- _Records for the task_:

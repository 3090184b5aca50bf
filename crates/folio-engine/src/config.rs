use std::env;
use std::time::Duration;

use anyhow::{bail, Result};
use folio_contracts::models::{Capability, ModelRegistry, ModelSelection, ModelSelector};
use folio_contracts::repository::DEFAULT_QUIET_PERIOD;
use folio_contracts::state::PromptPolicy;

use crate::dryrun::DryrunModel;
use crate::gemini::GeminiModel;
use crate::model::GenerativeModel;

pub const DEFAULT_API_BASE: &str = "https://generativelanguage.googleapis.com/v1beta";
const DEFAULT_TIMEOUT_S: f64 = 90.0;
const MIN_TIMEOUT_S: f64 = 15.0;
const MAX_TIMEOUT_S: f64 = 300.0;

/// Runtime settings, read from the environment and then overridden by flags.
#[derive(Debug, Clone, PartialEq)]
pub struct FolioConfig {
    pub api_key: Option<String>,
    pub api_base: String,
    pub text_model: Option<String>,
    pub image_model: Option<String>,
    pub request_timeout: Duration,
    pub sync_quiet: Duration,
    pub prompt_policy: PromptPolicy,
    pub dryrun: bool,
}

impl Default for FolioConfig {
    fn default() -> Self {
        Self {
            api_key: None,
            api_base: DEFAULT_API_BASE.to_string(),
            text_model: None,
            image_model: None,
            request_timeout: Duration::from_secs_f64(DEFAULT_TIMEOUT_S),
            sync_quiet: DEFAULT_QUIET_PERIOD,
            prompt_policy: PromptPolicy::default(),
            dryrun: false,
        }
    }
}

/// Both model choices for a session.
#[derive(Debug, Clone, PartialEq, Eq)]
pub struct ModelChoice {
    pub text: ModelSelection,
    pub image: ModelSelection,
}

impl FolioConfig {
    pub fn from_env() -> Result<Self> {
        Self::from_lookup(non_empty_env)
    }

    pub fn from_lookup(lookup: impl Fn(&str) -> Option<String>) -> Result<Self> {
        let mut config = Self {
            api_key: lookup("GEMINI_API_KEY").or_else(|| lookup("GOOGLE_API_KEY")),
            text_model: lookup("FOLIO_TEXT_MODEL"),
            image_model: lookup("FOLIO_IMAGE_MODEL"),
            ..Self::default()
        };
        if let Some(base) = lookup("GEMINI_API_BASE") {
            let base = base.trim_end_matches('/').to_string();
            if !base.is_empty() {
                config.api_base = base;
            }
        }
        if let Some(raw) = lookup("FOLIO_REQUEST_TIMEOUT") {
            match raw.parse::<f64>() {
                Ok(seconds) if seconds.is_finite() => {
                    config.request_timeout =
                        Duration::from_secs_f64(seconds.clamp(MIN_TIMEOUT_S, MAX_TIMEOUT_S));
                }
                _ => tracing::warn!(value = %raw, "ignoring invalid FOLIO_REQUEST_TIMEOUT"),
            }
        }
        if let Some(raw) = lookup("FOLIO_SYNC_QUIET_MS") {
            match raw.parse::<u64>() {
                Ok(millis) => config.sync_quiet = Duration::from_millis(millis),
                Err(_) => tracing::warn!(value = %raw, "ignoring invalid FOLIO_SYNC_QUIET_MS"),
            }
        }
        if let Some(raw) = lookup("FOLIO_PROMPT_POLICY") {
            config.prompt_policy = raw.parse()?;
        }
        Ok(config)
    }

    pub fn registry(&self) -> ModelRegistry {
        if self.dryrun {
            ModelRegistry::dryrun()
        } else {
            ModelRegistry::default()
        }
    }

    /// Resolves the text (vision-capable) and image models, logging fallbacks.
    pub fn select_models(&self) -> Result<ModelChoice> {
        let selector = ModelSelector::new(self.registry());
        let text = selector
            .select(self.text_model.as_deref(), Capability::Vision)
            .map_err(anyhow::Error::msg)?;
        let image = selector
            .select(self.image_model.as_deref(), Capability::Image)
            .map_err(anyhow::Error::msg)?;
        for selection in [&text, &image] {
            if let (Some(reason), Some(_)) = (&selection.fallback_reason, &selection.requested) {
                tracing::warn!(model = %selection.model.name, "{reason}");
            }
        }
        if !image.model.supports(Capability::Edit) {
            tracing::warn!(model = %image.model.name, "image model does not support edits");
        }
        Ok(ModelChoice { text, image })
    }

    pub fn build_model(&self) -> Result<Box<dyn GenerativeModel>> {
        let choice = self.select_models()?;
        if self.dryrun {
            return Ok(Box::new(DryrunModel::new(
                choice.text.model.name,
                choice.image.model.name,
            )));
        }
        let Some(api_key) = self.api_key.clone() else {
            bail!("GEMINI_API_KEY or GOOGLE_API_KEY not set (use --dryrun to work offline)");
        };
        Ok(Box::new(GeminiModel::new(
            &self.api_base,
            api_key,
            choice.text.model.name,
            choice.image.model.name,
            self.request_timeout,
        )?))
    }
}

pub(crate) fn non_empty_env(key: &str) -> Option<String> {
    env::var(key)
        .ok()
        .map(|value| value.trim().to_string())
        .filter(|value| !value.is_empty())
}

- _What the exercise asks_: All of the records must be retyped exactly as they are.

- _Written answer_:
repository 3090184b5aca50bf
filename crates/folio-engine/src/config.rs
use std::env;
use std::time::Duration;

use anyhow::{bail, Result};
use folio_contracts::models::{Capability, ModelRegistry, ModelSelection, ModelSelector};
use folio_contracts::repository::DEFAULT_QUIET_PERIOD;
use folio_contracts::state::PromptPolicy;

use crate::dryrun::DryrunModel;
use crate::gemini::GeminiModel;
use crate::model::GenerativeModel;

pub const DEFAULT_API_BASE: &str = "https://generativelanguage.googleapis.com/v1beta";
const DEFAULT_TIMEOUT_S: f64 = 90.0;
const MIN_TIMEOUT_S: f64 = 15.0;
const MAX_TIMEOUT_S: f64 = 300.0;

/// Runtime settings, read from the environment and then overridden by flags.
#[derive(Debug, Clone, PartialEq)]
pub struct FolioConfig {
    pub api_key: Option<String>,
    pub api_base: String,
    pub text_model: Option<String>,
    pub image_model: Option<String>,
    pub request_timeout: Duration,
    pub sync_quiet: Duration,
    pub prompt_policy: PromptPolicy,
    pub dryrun: bool,
}

impl Default for FolioConfig {
    fn default() -> Self {
        Self {
            api_key: None,
            api_base: DEFAULT_API_BASE.to_string(),
            text_model: None,
            image_model: None,
            request_timeout: Duration::from_secs_f64(DEFAULT_TIMEOUT_S),
            sync_quiet: DEFAULT_QUIET_PERIOD,
            prompt_policy: PromptPolicy::default(),
            dryrun: false,
        }
    }
}

/// Both model choices for a session.
#[derive(Debug, Clone, PartialEq, Eq)]
pub struct ModelChoice {
    pub text: ModelSelection,
    pub image: ModelSelection,
}

impl FolioConfig {
    pub fn from_env() -> Result<Self> {
        Self::from_lookup(non_empty_env)
    }

    pub fn from_lookup(lookup: impl Fn(&str) -> Option<String>) -> Result<Self> {
        let mut config = Self {
            api_key: lookup("GEMINI_API_KEY").or_else(|| lookup("GOOGLE_API_KEY")),
            text_model: lookup("FOLIO_TEXT_MODEL"),
            image_model: lookup("FOLIO_IMAGE_MODEL"),
            ..Self::default()
        };
        if let Some(base) = lookup("GEMINI_API_BASE") {
            let base = base.trim_end_matches('/').to_string();
            if !base.is_empty() {
                config.api_base = base;
            }
        }
        if let Some(raw) = lookup("FOLIO_REQUEST_TIMEOUT") {
            match raw.parse::<f64>() {
                Ok(seconds) if seconds.is_finite() => {
                    config.request_timeout =
                        Duration::from_secs_f64(seconds.clamp(MIN_TIMEOUT_S, MAX_TIMEOUT_S));
                }
                _ => tracing::warn!(value = %raw, "ignoring invalid FOLIO_REQUEST_TIMEOUT"),
            }
        }
        if let Some(raw) = lookup("FOLIO_SYNC_QUIET_MS") {
            match raw.parse::<u64>() {
                Ok(millis) => config.sync_quiet = Duration::from_millis(millis),
                Err(_) => tracing::warn!(value = %raw, "ignoring invalid FOLIO_SYNC_QUIET_MS"),
            }
        }
        if let Some(raw) = lookup("FOLIO_PROMPT_POLICY") {
            config.prompt_policy = raw.parse()?;
        }
        Ok(config)
    }

    pub fn registry(&self) -> ModelRegistry {
        if self.dryrun {
            ModelRegistry::dryrun()
        } else {
            ModelRegistry::default()
        }
    }

    /// Resolves the text (vision-capable) and image models, logging fallbacks.
    pub fn select_models(&self) -> Result<ModelChoice> {
        let selector = ModelSelector::new(self.registry());
        let text = selector
            .select(self.text_model.as_deref(), Capability::Vision)
            .map_err(anyhow::Error::msg)?;
        let image = selector
            .select(self.image_model.as_deref(), Capability::Image)
            .map_err(anyhow::Error::msg)?;
        for selection in [&text, &image] {
            if let (Some(reason), Some(_)) = (&selection.fallback_reason, &selection.requested) {
                tracing::warn!(model = %selection.model.name, "{reason}");
            }
        }
        if !image.model.supports(Capability::Edit) {
            tracing::warn!(model = %image.model.name, "image model does not support edits");
        }
        Ok(ModelChoice { text, image })
    }

    pub fn build_model(&self) -> Result<Box<dyn GenerativeModel>> {
        let choice = self.select_models()?;
        if self.dryrun {
            return Ok(Box::new(DryrunModel::new(
                choice.text.model.name,
                choice.image.model.name,
            )));
        }
        let Some(api_key) = self.api_key.clone() else {
            bail!("GEMINI_API_KEY or GOOGLE_API_KEY not set (use --dryrun to work offline)");
        };
        Ok(Box::new(GeminiModel::new(
            &self.api_base,
            api_key,
            choice.text.model.name,
            choice.image.model.name,
            self.request_timeout,
        )?))
    }
}

pub(crate) fn non_empty_env(key: &str) -> Option<String> {
    env::var(key)
        .ok()
        .map(|value| value.trim().to_string())
        .filter(|value| !value.is_empty())
}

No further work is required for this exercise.